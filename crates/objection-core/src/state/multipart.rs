//! Multipart upload session state.
//!
//! An [`UploadSession`] tracks one in-progress multipart upload through an
//! explicit state machine. Part payloads are written to the blob store as
//! they arrive; the session records each part's content hash together with
//! a provisional hold, so nothing a live session references can be
//! garbage-collected. Transitions that a state does not permit fail with a
//! typed state conflict rather than corrupting the session.
//!
//! Completion is two-phase: [`UploadSession::begin_complete`] moves the
//! session to [`SessionState::CompletePending`] (fencing out concurrent
//! completes, part uploads, and aborts), the assembled object is built and
//! committed outside the session lock, and the session is then either
//! removed (replaced by a [`CompletedUpload`] tombstone for idempotent
//! retries) or rolled back to accept a corrected part list.

use std::collections::BTreeMap;
use std::fmt;

use chrono::{DateTime, Duration, Utc};
use serde::{Deserialize, Serialize};

use crate::error::{EngineError, EngineResult};

// ---------------------------------------------------------------------------
// SessionState
// ---------------------------------------------------------------------------

/// The lifecycle state of a multipart upload session.
#[derive(Debug, Clone, Copy, PartialEq, Eq, Serialize, Deserialize)]
pub enum SessionState {
    /// Created; no parts uploaded yet.
    Initiated,
    /// At least one part recorded; more may arrive.
    PartsUploading,
    /// A completion is assembling the final object. Part uploads, aborts,
    /// and second completions are fenced out.
    CompletePending,
}

impl fmt::Display for SessionState {
    fn fmt(&self, f: &mut fmt::Formatter<'_>) -> fmt::Result {
        let s = match self {
            Self::Initiated => "initiated",
            Self::PartsUploading => "parts-uploading",
            Self::CompletePending => "complete-pending",
        };
        f.write_str(s)
    }
}

// ---------------------------------------------------------------------------
// PartRecord
// ---------------------------------------------------------------------------

/// One uploaded part, pointing at its blob by content hash.
#[derive(Debug, Clone, Serialize, Deserialize)]
#[serde(rename_all = "camelCase")]
pub struct PartRecord {
    /// The part number (1-based).
    pub part_number: u32,
    /// Hex SHA-256 content hash of the part payload.
    pub content_hash: String,
    /// Part size in bytes.
    pub size: u64,
    /// Quoted per-part ETag.
    pub etag: String,
    /// When the part was uploaded.
    pub uploaded_at: DateTime<Utc>,
}

// ---------------------------------------------------------------------------
// UploadSession
// ---------------------------------------------------------------------------

/// An in-progress multipart upload.
///
/// Object metadata is captured at initiation and applied to the assembled
/// object at completion. Parts are keyed by part number; re-uploading a
/// number replaces the previous part, whose blob hold the caller must
/// release.
#[derive(Debug, Clone, Serialize, Deserialize)]
#[serde(rename_all = "camelCase")]
pub struct UploadSession {
    /// Unique identifier for this upload.
    pub upload_id: String,
    /// The object key the upload will create.
    pub key: String,
    /// MIME type for the final object.
    #[serde(skip_serializing_if = "Option::is_none")]
    pub content_type: Option<String>,
    /// Cache policy for the final object.
    #[serde(skip_serializing_if = "Option::is_none")]
    pub cache_control: Option<String>,
    /// Tags for the final object.
    #[serde(default)]
    pub tags: BTreeMap<String, String>,
    /// When the upload was initiated.
    pub initiated_at: DateTime<Utc>,
    /// Last part upload or completion attempt; drives reaper staleness.
    pub last_activity_at: DateTime<Utc>,
    /// Current lifecycle state.
    pub state: SessionState,
    /// Parts uploaded so far, keyed by part number.
    pub parts: BTreeMap<u32, PartRecord>,
}

impl UploadSession {
    /// Create a fresh session in [`SessionState::Initiated`].
    #[must_use]
    pub fn new(upload_id: impl Into<String>, key: impl Into<String>) -> Self {
        let now = Utc::now();
        Self {
            upload_id: upload_id.into(),
            key: key.into(),
            content_type: None,
            cache_control: None,
            tags: BTreeMap::new(),
            initiated_at: now,
            last_activity_at: now,
            state: SessionState::Initiated,
            parts: BTreeMap::new(),
        }
    }

    /// Record an uploaded part, returning the part it replaced (if any) so
    /// the caller can release the replaced part's blob hold.
    ///
    /// # Errors
    ///
    /// [`EngineError::UploadStateConflict`] when a completion is pending.
    pub fn record_part(&mut self, part: PartRecord) -> EngineResult<Option<PartRecord>> {
        match self.state {
            SessionState::Initiated | SessionState::PartsUploading => {
                self.state = SessionState::PartsUploading;
                self.last_activity_at = Utc::now();
                Ok(self.parts.insert(part.part_number, part))
            }
            SessionState::CompletePending => Err(self.state_conflict()),
        }
    }

    /// Move to [`SessionState::CompletePending`], fencing out concurrent
    /// part uploads, aborts, and second completions.
    ///
    /// # Errors
    ///
    /// [`EngineError::UploadStateConflict`] when a completion is already
    /// pending.
    pub fn begin_complete(&mut self) -> EngineResult<()> {
        match self.state {
            SessionState::Initiated | SessionState::PartsUploading => {
                self.state = SessionState::CompletePending;
                self.last_activity_at = Utc::now();
                Ok(())
            }
            SessionState::CompletePending => Err(self.state_conflict()),
        }
    }

    /// Roll a failed completion back so a corrected part list can be
    /// retried.
    pub fn fail_complete(&mut self) {
        if self.state == SessionState::CompletePending {
            self.state = SessionState::PartsUploading;
            self.last_activity_at = Utc::now();
        }
    }

    /// Check that the session may be aborted in its current state.
    ///
    /// # Errors
    ///
    /// [`EngineError::UploadStateConflict`] while a completion is pending;
    /// the abort must wait for the completion to settle.
    pub fn check_abortable(&self) -> EngineResult<()> {
        match self.state {
            SessionState::Initiated | SessionState::PartsUploading => Ok(()),
            SessionState::CompletePending => Err(self.state_conflict()),
        }
    }

    /// Content hashes of every recorded part, for hold release.
    #[must_use]
    pub fn part_hashes(&self) -> Vec<String> {
        self.parts.values().map(|p| p.content_hash.clone()).collect()
    }

    /// Total size of all recorded parts in bytes.
    #[must_use]
    pub fn total_size(&self) -> u64 {
        self.parts.values().map(|p| p.size).sum()
    }

    /// Whether the session has seen no activity for longer than `ttl`.
    #[must_use]
    pub fn is_stale(&self, now: DateTime<Utc>, ttl: Duration) -> bool {
        now - self.last_activity_at > ttl
    }

    fn state_conflict(&self) -> EngineError {
        EngineError::UploadStateConflict {
            upload_id: self.upload_id.clone(),
            state: self.state.to_string(),
        }
    }
}

// ---------------------------------------------------------------------------
// CompletedUpload
// ---------------------------------------------------------------------------

/// Tombstone kept after a completed upload's session is removed.
///
/// A retried completion for the same upload ID returns this result instead
/// of failing, making completion idempotent. Aborts and part uploads after
/// completion still observe the session as gone (not-found). Pruned by the
/// reaper after a TTL.
#[derive(Debug, Clone, Serialize, Deserialize)]
#[serde(rename_all = "camelCase")]
pub struct CompletedUpload {
    /// The upload ID the tombstone stands in for.
    pub upload_id: String,
    /// The key the upload committed.
    pub key: String,
    /// Version ID of the committed object.
    pub version_id: String,
    /// Content hash of the assembled payload.
    pub content_hash: String,
    /// Composite ETag of the committed object.
    pub etag: String,
    /// Assembled size in bytes.
    pub size: u64,
    /// Number of parts assembled.
    pub parts_count: u32,
    /// The parts that were assembled, for validating retried completions.
    pub parts: Vec<PartRecord>,
    /// When the completion committed.
    pub completed_at: DateTime<Utc>,
}

impl CompletedUpload {
    /// Whether the tombstone is older than `ttl`.
    #[must_use]
    pub fn is_stale(&self, now: DateTime<Utc>, ttl: Duration) -> bool {
        now - self.completed_at > ttl
    }
}

// ---------------------------------------------------------------------------
// Tests
// ---------------------------------------------------------------------------

#[cfg(test)]
mod tests {
    use super::*;

    fn make_part(number: u32, hash: &str, size: u64) -> PartRecord {
        PartRecord {
            part_number: number,
            content_hash: hash.to_owned(),
            size,
            etag: format!("\"{hash}\""),
            uploaded_at: Utc::now(),
        }
    }

    #[test]
    fn test_should_start_in_initiated_state() {
        let session = UploadSession::new("u-1", "data.bin");
        assert_eq!(session.state, SessionState::Initiated);
        assert!(session.parts.is_empty());
        assert_eq!(session.total_size(), 0);
    }

    #[test]
    fn test_should_transition_to_parts_uploading_on_first_part() {
        let mut session = UploadSession::new("u-1", "data.bin");
        session
            .record_part(make_part(1, "h1", 100))
            .unwrap_or_else(|e| panic!("record_part failed: {e}"));
        assert_eq!(session.state, SessionState::PartsUploading);
        assert_eq!(session.parts.len(), 1);
    }

    #[test]
    fn test_should_replace_part_and_return_previous() {
        let mut session = UploadSession::new("u-1", "data.bin");
        session
            .record_part(make_part(1, "old", 100))
            .unwrap_or_else(|e| panic!("record_part failed: {e}"));
        let replaced = session
            .record_part(make_part(1, "new", 200))
            .unwrap_or_else(|e| panic!("record_part failed: {e}"));

        assert_eq!(replaced.map(|p| p.content_hash), Some("old".to_owned()));
        assert_eq!(session.parts.len(), 1);
        assert_eq!(session.total_size(), 200);
    }

    #[test]
    fn test_should_fence_part_uploads_while_complete_pending() {
        let mut session = UploadSession::new("u-1", "data.bin");
        session
            .record_part(make_part(1, "h1", 100))
            .unwrap_or_else(|e| panic!("record_part failed: {e}"));
        session
            .begin_complete()
            .unwrap_or_else(|e| panic!("begin_complete failed: {e}"));

        let result = session.record_part(make_part(2, "h2", 100));
        assert!(matches!(
            result,
            Err(EngineError::UploadStateConflict { .. })
        ));
    }

    #[test]
    fn test_should_reject_concurrent_completion() {
        let mut session = UploadSession::new("u-1", "data.bin");
        session
            .record_part(make_part(1, "h1", 100))
            .unwrap_or_else(|e| panic!("record_part failed: {e}"));
        session
            .begin_complete()
            .unwrap_or_else(|e| panic!("begin_complete failed: {e}"));

        let result = session.begin_complete();
        assert!(matches!(
            result,
            Err(EngineError::UploadStateConflict { .. })
        ));
    }

    #[test]
    fn test_should_reject_abort_while_complete_pending() {
        let mut session = UploadSession::new("u-1", "data.bin");
        session
            .record_part(make_part(1, "h1", 100))
            .unwrap_or_else(|e| panic!("record_part failed: {e}"));
        assert!(session.check_abortable().is_ok());

        session
            .begin_complete()
            .unwrap_or_else(|e| panic!("begin_complete failed: {e}"));
        assert!(matches!(
            session.check_abortable(),
            Err(EngineError::UploadStateConflict { .. })
        ));
    }

    #[test]
    fn test_should_allow_retry_after_failed_completion() {
        let mut session = UploadSession::new("u-1", "data.bin");
        session
            .record_part(make_part(1, "h1", 100))
            .unwrap_or_else(|e| panic!("record_part failed: {e}"));
        session
            .begin_complete()
            .unwrap_or_else(|e| panic!("begin_complete failed: {e}"));

        session.fail_complete();
        assert_eq!(session.state, SessionState::PartsUploading);
        // A corrected part list can be uploaded and completed again.
        session
            .record_part(make_part(2, "h2", 100))
            .unwrap_or_else(|e| panic!("record_part failed: {e}"));
        session
            .begin_complete()
            .unwrap_or_else(|e| panic!("begin_complete failed: {e}"));
    }

    #[test]
    fn test_should_collect_part_hashes_in_part_number_order() {
        let mut session = UploadSession::new("u-1", "data.bin");
        session
            .record_part(make_part(3, "h3", 10))
            .unwrap_or_else(|e| panic!("record_part failed: {e}"));
        session
            .record_part(make_part(1, "h1", 10))
            .unwrap_or_else(|e| panic!("record_part failed: {e}"));
        session
            .record_part(make_part(2, "h2", 10))
            .unwrap_or_else(|e| panic!("record_part failed: {e}"));

        assert_eq!(session.part_hashes(), vec!["h1", "h2", "h3"]);
        assert_eq!(session.total_size(), 30);
    }

    #[test]
    fn test_should_report_stale_session_by_last_activity() {
        let mut session = UploadSession::new("u-1", "data.bin");
        let now = Utc::now();
        assert!(!session.is_stale(now, Duration::hours(1)));

        session.last_activity_at = now - Duration::hours(2);
        assert!(session.is_stale(now, Duration::hours(1)));
        assert!(!session.is_stale(now, Duration::hours(3)));
    }

    #[test]
    fn test_should_report_stale_tombstone() {
        let tombstone = CompletedUpload {
            upload_id: "u-1".to_owned(),
            key: "data.bin".to_owned(),
            version_id: "v-1".to_owned(),
            content_hash: "h".to_owned(),
            etag: "\"h-2\"".to_owned(),
            size: 20,
            parts_count: 2,
            parts: Vec::new(),
            completed_at: Utc::now() - Duration::hours(2),
        };
        assert!(tombstone.is_stale(Utc::now(), Duration::hours(1)));
        assert!(!tombstone.is_stale(Utc::now(), Duration::hours(3)));
    }
}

## TASK REQUIREMENTS
Copy the records above faithfully. Begin at their first line, end at the line containing "blob store as", and include nothing else.

## SOLUTION BELOW
filename crates/objection-core/src/state/multipart.rs
//! Multipart upload session state.
//!
//! An [`UploadSession`] tracks one in-progress multipart upload through an
//! explicit state machine. Part payloads are written to the blob store as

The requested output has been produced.